Terpenes - inhibit the accumulation of toxins and help discharge existing toxins from the liver and kidneys.
Esters - are the compounds resulting from the reaction of an alcohol with an acid (known as esterification). Esters are very common and are found in a large number of essential oils. They are anti-fungal, calming and relaxing.
Aldehydes - are highly reactive and characterized by the group C-H-O (Carbon, Hydrogen, Oxygen). In general, they are anti-infectious with a sedative effect on the central nervous system. They can be quite irritating when applied topically (citral being one example), but may have a profound calming effect when inhaled.
Ketones - are sometimes mucolytic and neuro-toxic when isolated from other constituents. However, all recorded toxic effects come from laboratory testing on guinea pigs and rats. No documented cases exist where oils with a high concentration of ketones (such as mugwort, tansy, sage, and wormwood) have ever caused a toxic effect on a human being. Also, large amounts of these oils would have to be consumed for them to result in a toxic neurological effect. Ketones stimulate cell regeneration, promote the formation of tissue, and liquefy mucous. They are helpful with such conditions as dry asthma, colds, flu and dry cough and are largely found in oils used for the upper respiratory system, such as hyssop, Clary sage, and sage.
Alcohols - are commonly recognized for their antiseptic and anti-viral activities. They create an uplifting quality and are regarded as non-toxic.
Terpene Alcohols stimulate the immune system, work as a diuretic and a general tonic, and are anti-bacterial as well.
Sesquiterpene Alcohols are anti-inflammatory, anti-bacterial, anti-mycotic, and ulcer-protective (preventative).
Phenols - are responsible for the fregrance of an oil. They are antiseptic, anti-bacterial, and strongly stimulating but can also be quite caustic to the skin. They contain high levels of oxygenating molecules and have anioxidant properties.
Oxides - According to The American Heritage™ Dictionary of the English Language, an oxide is "a binary compound of an element or a radical with oxygen".

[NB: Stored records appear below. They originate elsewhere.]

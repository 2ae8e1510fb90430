//! Two-layer key-value store backing symbolic environments.
//!
//! Keys are nameable variables (SSA-backed or synthesised); values are
//! abstract instances with globally unique textual names. The outer layer
//! maps keys to values and is scope-local; the inner layer is a pool
//! dispensing fresh unique identifiers, shared by every store derived via
//! [`Store::extend`] from a common root.

use std::collections::HashMap;
use std::fmt;
use std::hash::{Hash, Hasher};
use std::rc::Rc;

use migoinfer_ssa::{Pos, Program, TypeId, ValueId, ValueKind};
use parking_lot::Mutex;

use crate::errors::SoftError;
use crate::funcs::{Definition, Instance};

pub mod chans;
pub mod structs;

pub use chans::Chan;
pub use structs::{Expanded, SField, Struct};

/// An SSA-backed key. Carries a copy of the value's name, type and
/// position so keys are self-contained; identity is the value id.
#[derive(Debug, Clone)]
pub struct SsaKey {
    pub id: ValueId,
    pub name: Rc<str>,
    pub ty: TypeId,
    pub pos: Pos,
    konst: bool,
}

/// A placeholder key. Synthesised keys compare by name, so the
/// description doubles as identity.
#[derive(Debug, Clone)]
pub struct MockKey {
    pub ty: TypeId,
    pub pos: Pos,
    pub desc: String,
}

impl MockKey {
    pub fn name(&self) -> String {
        let first = self.desc.split_whitespace().next().unwrap_or("");
        format!("_{}_", first.to_lowercase())
    }
}

/// A fresh nil-channel key, one per occurrence of a nil channel constant.
#[derive(Debug, Clone)]
pub struct NilKey {
    pub count: usize,
    pub ty: TypeId,
}

/// A nameable variable in some scope.
#[derive(Debug, Clone)]
pub enum Key {
    Ssa(SsaKey),
    Field(SField),
    Mock(MockKey),
    /// An unused return value.
    Unused(MockKey),
    Nil(NilKey),
}

impl Key {
    /// Key for an SSA value.
    pub fn ssa(prog: &Program, id: ValueId) -> Key {
        let data = prog.value(id);
        Key::Ssa(SsaKey {
            id,
            name: Rc::from(data.name.as_str()),
            ty: data.ty,
            pos: data.pos,
            konst: matches!(&data.kind, ValueKind::Const(_)),
        })
    }

    pub fn name(&self) -> String {
        match self {
            Key::Ssa(k) => k.name.to_string(),
            Key::Field(f) => f.name(),
            Key::Mock(m) | Key::Unused(m) => m.name(),
            Key::Nil(n) => format!("nil{}", n.count),
        }
    }

    pub fn ty(&self) -> TypeId {
        match self {
            Key::Ssa(k) => k.ty,
            Key::Field(f) => f.ty,
            Key::Mock(m) | Key::Unused(m) => m.ty,
            Key::Nil(n) => n.ty,
        }
    }

    pub fn pos(&self) -> Pos {
        match self {
            Key::Ssa(k) => k.pos,
            Key::Field(f) => f.pos(),
            Key::Mock(m) | Key::Unused(m) => m.pos,
            Key::Nil(_) => Pos::NONE,
        }
    }

    /// The underlying SSA value, for SSA-backed keys.
    pub fn ssa_id(&self) -> Option<ValueId> {
        match self {
            Key::Ssa(k) => Some(k.id),
            Key::Field(f) => f.key.as_deref().and_then(Key::ssa_id),
            _ => None,
        }
    }

    fn is_const(&self) -> bool {
        matches!(self, Key::Ssa(k) if k.konst)
    }
}

impl PartialEq for Key {
    fn eq(&self, other: &Key) -> bool {
        match (self, other) {
            (Key::Ssa(a), Key::Ssa(b)) => a.id == b.id,
            (Key::Field(a), Key::Field(b)) => {
                a.parent.name == b.parent.name && a.index == b.index
            }
            (Key::Mock(a), Key::Mock(b)) | (Key::Unused(a), Key::Unused(b)) => {
                a.desc == b.desc && a.pos == b.pos
            }
            (Key::Nil(a), Key::Nil(b)) => a.count == b.count,
            _ => false,
        }
    }
}

impl Eq for Key {}

impl Hash for Key {
    fn hash<H: Hasher>(&self, state: &mut H) {
        std::mem::discriminant(self).hash(state);
        match self {
            Key::Ssa(k) => k.id.hash(state),
            Key::Field(f) => {
                f.parent.name.hash(state);
                f.index.hash(state);
            }
            Key::Mock(m) | Key::Unused(m) => {
                m.desc.hash(state);
                m.pos.hash(state);
            }
            Key::Nil(n) => n.count.hash(state),
        }
    }
}

impl fmt::Display for Key {
    fn fmt(&self, f: &mut fmt::Formatter<'_>) -> fmt::Result {
        write!(f, "{}", self.name())
    }
}

/// A placeholder value: undefined, or hidden by scope.
#[derive(Debug, Clone)]
pub struct MockValue {
    pub pos: Pos,
    pub desc: String,
}

impl MockValue {
    pub fn undefined(pos: Pos) -> MockValue {
        MockValue { pos, desc: "Undefined".to_string() }
    }

    pub fn uniq_name(&self) -> String {
        let joined: Vec<&str> = self.desc.split_whitespace().collect();
        let p = if self.pos.is_none() { 0 } else { self.pos.0 };
        format!("{}_{}", joined.join("_"), p)
    }
}

/// A symbolic value in storage. Every variant has a globally unique
/// textual name used verbatim in MiGo output.
#[derive(Debug, Clone)]
pub enum Value {
    Chan(Rc<Chan>),
    Struct(Rc<Struct>),
    Def(Rc<Definition>),
    /// An interned constant; same syntactic form, same value.
    Const { name: String },
    Mock(MockValue),
    /// A fresh pool identifier for an opaque object.
    Pool(u64),
    /// A call instance used as a naming namespace.
    Instance(Rc<Instance>),
}

impl Value {
    pub fn uniq_name(&self) -> String {
        match self {
            Value::Chan(c) => c.uniq_name(),
            Value::Struct(s) => s.uniq_name(),
            Value::Def(d) => d.uniq_name(),
            Value::Const { name } => name.clone(),
            Value::Mock(m) => m.uniq_name(),
            Value::Pool(n) => format!("pool_{}", n),
            Value::Instance(i) => i.uniq_name(),
        }
    }

    pub fn is_mock(&self) -> bool {
        matches!(self, Value::Mock(_))
    }

    pub fn as_chan(&self) -> Option<&Rc<Chan>> {
        match self {
            Value::Chan(c) => Some(c),
            _ => None,
        }
    }

    pub fn as_struct(&self) -> Option<&Rc<Struct>> {
        match self {
            Value::Struct(s) => Some(s),
            _ => None,
        }
    }
}

impl PartialEq for Value {
    fn eq(&self, other: &Value) -> bool {
        self.uniq_name() == other.uniq_name()
    }
}

/// Pool of object instances keyed by unique name. Shared by all stores
/// extending a common root; the counter is lock-guarded.
#[derive(Debug, Default)]
pub struct Pool {
    inner: Mutex<PoolInner>,
}

#[derive(Debug, Default)]
struct PoolInner {
    entries: HashMap<String, Option<ValueId>>,
    count: u64,
}

impl Pool {
    pub fn new() -> Rc<Pool> {
        Rc::new(Pool::default())
    }

    /// Admits an object and returns a fresh unique identifier for it.
    pub fn add_value(&self, v: ValueId) -> u64 {
        let mut inner = self.inner.lock();
        inner.count += 1;
        let id = inner.count;
        inner.entries.insert(format!("pool_{}", id), Some(v));
        id
    }

    /// Admits a pre-wrapped value, failing if its unique name is taken.
    pub fn add_wrapped(&self, v: &Value) -> Result<(), SoftError> {
        let mut inner = self.inner.lock();
        let name = v.uniq_name();
        if inner.entries.contains_key(&name) {
            return Err(SoftError::IdClash { id: name });
        }
        let obj = match v {
            Value::Chan(c) => Some(c.val),
            Value::Struct(s) => s.val,
            _ => None,
        };
        inner.entries.insert(name, obj);
        Ok(())
    }

    /// The underlying SSA value admitted under a unique name.
    pub fn get_obj(&self, uniq: &str) -> Result<Option<ValueId>, SoftError> {
        let inner = self.inner.lock();
        match inner.entries.get(uniq) {
            Some(v) => Ok(*v),
            None => Err(SoftError::ObjUndef { id: uniq.to_string() }),
        }
    }
}

/// Scope-local name map over a shared pool. Lookups fall through to the
/// parent store; writes stay local.
#[derive(Debug)]
pub struct Store {
    names: HashMap<Key, Value>,
    pool: Rc<Pool>,
}

impl Store {
    pub fn new() -> Store {
        Store { names: HashMap::new(), pool: Pool::new() }
    }

    /// Extends a store: fresh name map, same backing pool.
    pub fn extend(parent: &Store) -> Store {
        Store { names: HashMap::new(), pool: parent.pool.clone() }
    }

    pub fn pool(&self) -> &Rc<Pool> {
        &self.pool
    }

    /// Local lookup only; the context layers parent fallthrough on top.
    pub fn get_local(&self, k: &Key) -> Option<Value> {
        self.names.get(k).cloned()
    }

    /// Resolves a key, falling back to the interned constant for constant
    /// keys and a mock placeholder otherwise.
    pub fn get(&self, k: &Key) -> Value {
        if let Some(v) = self.get_local(k) {
            log::trace!(target: "store", "get: {} ↦ {}", k.name(), v.uniq_name());
            return v;
        }
        Store::fallback(k)
    }

    /// The value a missing key resolves to.
    pub fn fallback(k: &Key) -> Value {
        if k.is_const() {
            log::trace!(target: "store", "get const: {}", k.name());
            return Value::Const { name: k.name() };
        }
        log::trace!(target: "store", "get: {} ↦ (not found)", k.name());
        Value::Mock(MockValue::undefined(k.pos()))
    }

    pub fn put(&mut self, k: Key, v: Value) {
        log::trace!(target: "store", "put: {} ↦ {}", k.name(), v.uniq_name());
        self.names.insert(k, v);
    }

    /// Stores a fresh opaque object for an SSA value.
    pub fn put_obj(&mut self, k: Key, v: ValueId) {
        let id = self.pool.add_value(v);
        log::trace!(target: "store", "put obj: {} ↦ pool_{}", k.name(), id);
        self.names.insert(k, Value::Pool(id));
    }

    /// Stores a pre-wrapped unique value; fails on identifier clash.
    pub fn put_uniq(&mut self, k: Key, v: Value) -> Result<(), SoftError> {
        self.pool.add_wrapped(&v)?;
        log::trace!(target: "store", "put uniq: {} ↦ {}", k.name(), v.uniq_name());
        self.names.insert(k, v);
        Ok(())
    }
}

impl Default for Store {
    fn default() -> Store {
        Store::new()
    }
}

/// Helper for synthesising undefined-marker cells used by tests and the
/// interpreter.
pub fn mock_key(ty: TypeId, pos: Pos, desc: &str) -> Key {
    Key::Mock(MockKey { ty, pos, desc: desc.to_string() })
}

#[cfg(test)]
mod tests {
    use super::*;
    use migoinfer_ssa::build;

    fn sample() -> (Program, ValueId) {
        let info = build::from_source(
            "package main\n\nfunc main():\n0 entry:\n    t0 = makechan chan int, 0:int\n    return\n",
        )
        .build()
        .unwrap();
        let t0 = info.prog.funcs[0].blocks[0].instrs[0].result.unwrap();
        (info.prog, t0)
    }

    #[test]
    fn get_missing_key_is_mock() {
        let (prog, t0) = sample();
        let store = Store::new();
        let v = store.get(&Key::ssa(&prog, t0));
        assert!(v.is_mock());
    }

    #[test]
    fn put_then_get() {
        let (prog, t0) = sample();
        let mut store = Store::new();
        let k = Key::ssa(&prog, t0);
        store.put_obj(k.clone(), t0);
        match store.get(&k) {
            Value::Pool(1) => {}
            other => panic!("unexpected value: {:?}", other),
        }
    }

    #[test]
    fn put_uniq_detects_clash() {
        let (prog, t0) = sample();
        let mut store = Store::new();
        let k = Key::ssa(&prog, t0);
        let ns = Value::Mock(MockValue { pos: Pos::NONE, desc: "scope".to_string() });
        let ch = chans::Chan::new(ns.clone(), &prog, t0, 0);
        store.put_uniq(k.clone(), Value::Chan(ch.clone())).unwrap();
        let again = chans::Chan::new(ns, &prog, t0, 0);
        assert!(store.put_uniq(k, Value::Chan(again)).is_err());
    }

    #[test]
    fn extended_store_shares_pool() {
        let (prog, t0) = sample();
        let mut root = Store::new();
        root.put_obj(Key::ssa(&prog, t0), t0);
        let mut child = Store::extend(&root);
        child.put_obj(mock_key(prog.value(t0).ty, Pos::NONE, "scratch"), t0);
        // Ids continue from the shared pool.
        match child.get(&mock_key(prog.value(t0).ty, Pos::NONE, "scratch")) {
            Value::Pool(2) => {}
            other => panic!("unexpected value: {:?}", other),
        }
    }

    #[test]
    fn mock_values_are_fresh_per_site() {
        let a = MockValue { pos: Pos(3), desc: "Undefined".to_string() };
        let b = MockValue { pos: Pos(9), desc: "Undefined".to_string() };
        assert_ne!(a.uniq_name(), b.uniq_name());
    }
}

All pure essential oils have some anti-bacterial properties. They increase the production of white blood cells, which help fight infectious illnesses. It is through these properties that aromatic herbs have been esteemed so highly throughout the ages and so widely used during the onsets of malaria, typhoid, and of course, the epidemic plagues during the 16th century. Research has found that people who consistently use pure essential oils have a higher level of resistance to illnesses, colds, flues, and diseases than the average person. Further indications show that such individuals, after contracting a cold, flu, or other illness, will recover 60-70 percent faster than those who do not use essential oils.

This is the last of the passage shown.